Calculate how many lines in the following records hold the word "Duration", and report that number without comment.

---+---

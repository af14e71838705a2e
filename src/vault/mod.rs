/// Vault access
///
/// The vault itself is an external service reached through its CLI with a
/// session token. Items are read-only projections fetched on demand; nothing
/// is cached across invocations, so a rotated secret is never served stale.
pub mod query;

use anyhow::{bail, Result};
use serde::Deserialize;
use std::collections::BTreeMap;
use std::io::ErrorKind;
use std::process::Command;
use std::time::Duration;

use crate::errors::SyncError;
use crate::vcs::run_with_timeout;

#[derive(Debug, Clone, PartialEq, Eq)]
pub struct VaultItem {
    pub id: String,
    pub name: String,
    /// Custom field name → value
    pub fields: BTreeMap<String, String>,
    pub notes: Option<String>,
}

pub trait VaultClient {
    /// Server-side filtered search. `Ok(None)` means the client cannot
    /// filter this query shape server-side and the caller should fall back
    /// to listing and filtering locally.
    fn search_items(&self, query: &str) -> Result<Option<Vec<VaultItem>>>;

    fn list_items(&self) -> Result<Vec<VaultItem>>;

    fn get_item(&self, id: &str) -> Result<VaultItem>;

    /// The item's primary login password — a distinct vault concept from
    /// custom fields. `Ok(None)` when the item has none.
    fn get_password(&self, id: &str) -> Result<Option<String>>;
}

/// Shell-out implementation against the Bitwarden-style CLI. The session
/// token is passed per invocation and never written anywhere.
pub struct BwCli {
    cli: String,
    session: String,
    timeout: Duration,
}

#[derive(Debug, Deserialize)]
struct BwItem {
    id: String,
    name: String,
    #[serde(default)]
    notes: Option<String>,
    #[serde(default)]
    fields: Option<Vec<BwField>>,
    #[serde(default)]
    login: Option<BwLogin>,
}

#[derive(Debug, Deserialize)]
struct BwField {
    #[serde(default)]
    name: Option<String>,
    #[serde(default)]
    value: Option<String>,
}

#[derive(Debug, Deserialize)]
struct BwLogin {
    #[serde(default)]
    username: Option<String>,
}

impl BwItem {
    fn into_item(self) -> VaultItem {
        let mut fields = BTreeMap::new();

        for field in self.fields.unwrap_or_default() {
            if let (Some(name), Some(value)) = (field.name, field.value) {
                fields.insert(name, value);
            }
        }

        // Login username surfaces as a regular field unless one shadows it
        if let Some(login) = self.login {
            if let Some(username) = login.username {
                fields.entry("username".to_string()).or_insert(username);
            }
        }

        VaultItem {
            id: self.id,
            name: self.name,
            fields,
            notes: self.notes.filter(|n| !n.is_empty()),
        }
    }
}

impl BwCli {
    pub fn new(cli: &str, session: &str, timeout: Duration) -> Self {
        BwCli {
            cli: cli.to_string(),
            session: session.to_string(),
            timeout,
        }
    }

    fn run(&self, args: &[&str]) -> Result<Vec<u8>> {
        let mut cmd = Command::new(&self.cli);
        cmd.args(args).args(["--session", &self.session]);

        let output = run_with_timeout(cmd, self.timeout).map_err(|e| match e.kind() {
            ErrorKind::NotFound => SyncError::UpstreamUnavailable(format!(
                "vault CLI '{}' not found in PATH",
                self.cli
            )),
            ErrorKind::TimedOut => SyncError::UpstreamUnavailable(format!(
                "vault CLI timed out after {}s",
                self.timeout.as_secs()
            )),
            _ => SyncError::UpstreamUnavailable(format!("failed to run vault CLI: {}", e)),
        })?;

        if !output.status.success() {
            let stderr = String::from_utf8_lossy(&output.stderr);
            let lowered = stderr.to_lowercase();

            if lowered.contains("unauthorized")
                || lowered.contains("locked")
                || lowered.contains("not logged in")
            {
                return Err(SyncError::NotAuthenticated(
                    "vault session rejected; unlock again".to_string(),
                )
                .into());
            }

            bail!("vault CLI '{} {}' failed: {}", self.cli, args.join(" "), stderr.trim());
        }

        Ok(output.stdout)
    }
}

fn is_infrastructure_error(e: &anyhow::Error) -> bool {
    matches!(
        e.downcast_ref::<SyncError>(),
        Some(SyncError::NotAuthenticated(_)) | Some(SyncError::UpstreamUnavailable(_))
    )
}

impl VaultClient for BwCli {
    fn search_items(&self, query: &str) -> Result<Option<Vec<VaultItem>>> {
        // The CLI's --search treats whitespace and glob characters as its
        // own query syntax; those shapes go through the local filter instead.
        if query.is_empty() || query.chars().any(|c| c.is_whitespace() || "*?[]".contains(c)) {
            return Ok(None);
        }

        let stdout = self.run(&["list", "items", "--search", query])?;
        let items: Vec<BwItem> = serde_json::from_slice(&stdout)?;
        Ok(Some(items.into_iter().map(BwItem::into_item).collect()))
    }

    fn list_items(&self) -> Result<Vec<VaultItem>> {
        let stdout = self.run(&["list", "items"])?;
        let items: Vec<BwItem> = serde_json::from_slice(&stdout)?;
        Ok(items.into_iter().map(BwItem::into_item).collect())
    }

    fn get_item(&self, id: &str) -> Result<VaultItem> {
        let stdout = self.run(&["get", "item", id]).map_err(|e| {
            if is_infrastructure_error(&e) {
                e
            } else {
                SyncError::NotFound(format!("vault item '{}'", id)).into()
            }
        })?;
        let item: BwItem = serde_json::from_slice(&stdout)?;
        Ok(item.into_item())
    }

    fn get_password(&self, id: &str) -> Result<Option<String>> {
        match self.run(&["get", "password", id]) {
            Ok(stdout) => {
                let password = String::from_utf8_lossy(&stdout).trim_end().to_string();
                Ok((!password.is_empty()).then_some(password))
            }
            // An item without a primary password is a normal case, not a
            // failure; session and reachability problems still propagate.
            Err(e) if is_infrastructure_error(&e) => Err(e),
            Err(_) => Ok(None),
        }
    }
}

/// In-memory vault for tests; lets the query and materializer layers run
/// without a live vault.
#[cfg(test)]
pub mod testing {
    use super::*;

    pub struct MemoryVault {
        pub items: Vec<VaultItem>,
        pub passwords: BTreeMap<String, String>,
        /// When false, search_items reports the query shape unsupported.
        pub server_search: bool,
    }

    impl MemoryVault {
        pub fn new(items: Vec<VaultItem>) -> Self {
            MemoryVault {
                items,
                passwords: BTreeMap::new(),
                server_search: true,
            }
        }

        pub fn with_password(mut self, id: &str, password: &str) -> Self {
            self.passwords.insert(id.to_string(), password.to_string());
            self
        }
    }

    impl VaultClient for MemoryVault {
        fn search_items(&self, query: &str) -> Result<Option<Vec<VaultItem>>> {
            if !self.server_search {
                return Ok(None);
            }
            let needle = query.to_lowercase();
            Ok(Some(
                self.items
                    .iter()
                    .filter(|i| i.name.to_lowercase().contains(&needle))
                    .cloned()
                    .collect(),
            ))
        }

        fn list_items(&self) -> Result<Vec<VaultItem>> {
            Ok(self.items.clone())
        }

        fn get_item(&self, id: &str) -> Result<VaultItem> {
            self.items
                .iter()
                .find(|i| i.id == id)
                .cloned()
                .ok_or_else(|| SyncError::NotFound(format!("vault item '{}'", id)).into())
        }

        fn get_password(&self, id: &str) -> Result<Option<String>> {
            Ok(self.passwords.get(id).cloned())
        }
    }

    pub fn item(id: &str, name: &str, fields: &[(&str, &str)]) -> VaultItem {
        VaultItem {
            id: id.to_string(),
            name: name.to_string(),
            fields: fields
                .iter()
                .map(|(k, v)| (k.to_string(), v.to_string()))
                .collect(),
            notes: None,
        }
    }
}

#[cfg(test)]
mod tests {
    use super::*;

    #[test]
    fn test_bw_item_parsing() {
        let json = r#"{
            "id": "abc-123",
            "name": "prod-db",
            "notes": "primary database",
            "login": {"username": "admin"},
            "fields": [
                {"name": "HOST", "value": "db.internal"},
                {"name": "PORT", "value": "5432"},
                {"name": null, "value": "orphan"}
            ]
        }"#;

        let item: BwItem = serde_json::from_str(json).unwrap();
        let item = item.into_item();

        assert_eq!(item.id, "abc-123");
        assert_eq!(item.name, "prod-db");
        assert_eq!(item.fields.get("HOST").map(String::as_str), Some("db.internal"));
        assert_eq!(item.fields.get("PORT").map(String::as_str), Some("5432"));
        assert_eq!(item.fields.get("username").map(String::as_str), Some("admin"));
        assert_eq!(item.notes.as_deref(), Some("primary database"));
        // Nameless fields are dropped
        assert_eq!(item.fields.len(), 3);
    }

    #[test]
    fn test_bw_item_minimal() {
        let json = r#"{"id": "x", "name": "bare"}"#;
        let item: BwItem = serde_json::from_str(json).unwrap();
        let item = item.into_item();

        assert!(item.fields.is_empty());
        assert!(item.notes.is_none());
    }

    #[test]
    fn test_custom_field_shadows_login_username() {
        let json = r#"{
            "id": "x",
            "name": "svc",
            "login": {"username": "from-login"},
            "fields": [{"name": "username", "value": "from-field"}]
        }"#;

        let item: BwItem = serde_json::from_str(json).unwrap();
        let item = item.into_item();
        assert_eq!(item.fields.get("username").map(String::as_str), Some("from-field"));
    }
}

---+---

REPLY: 3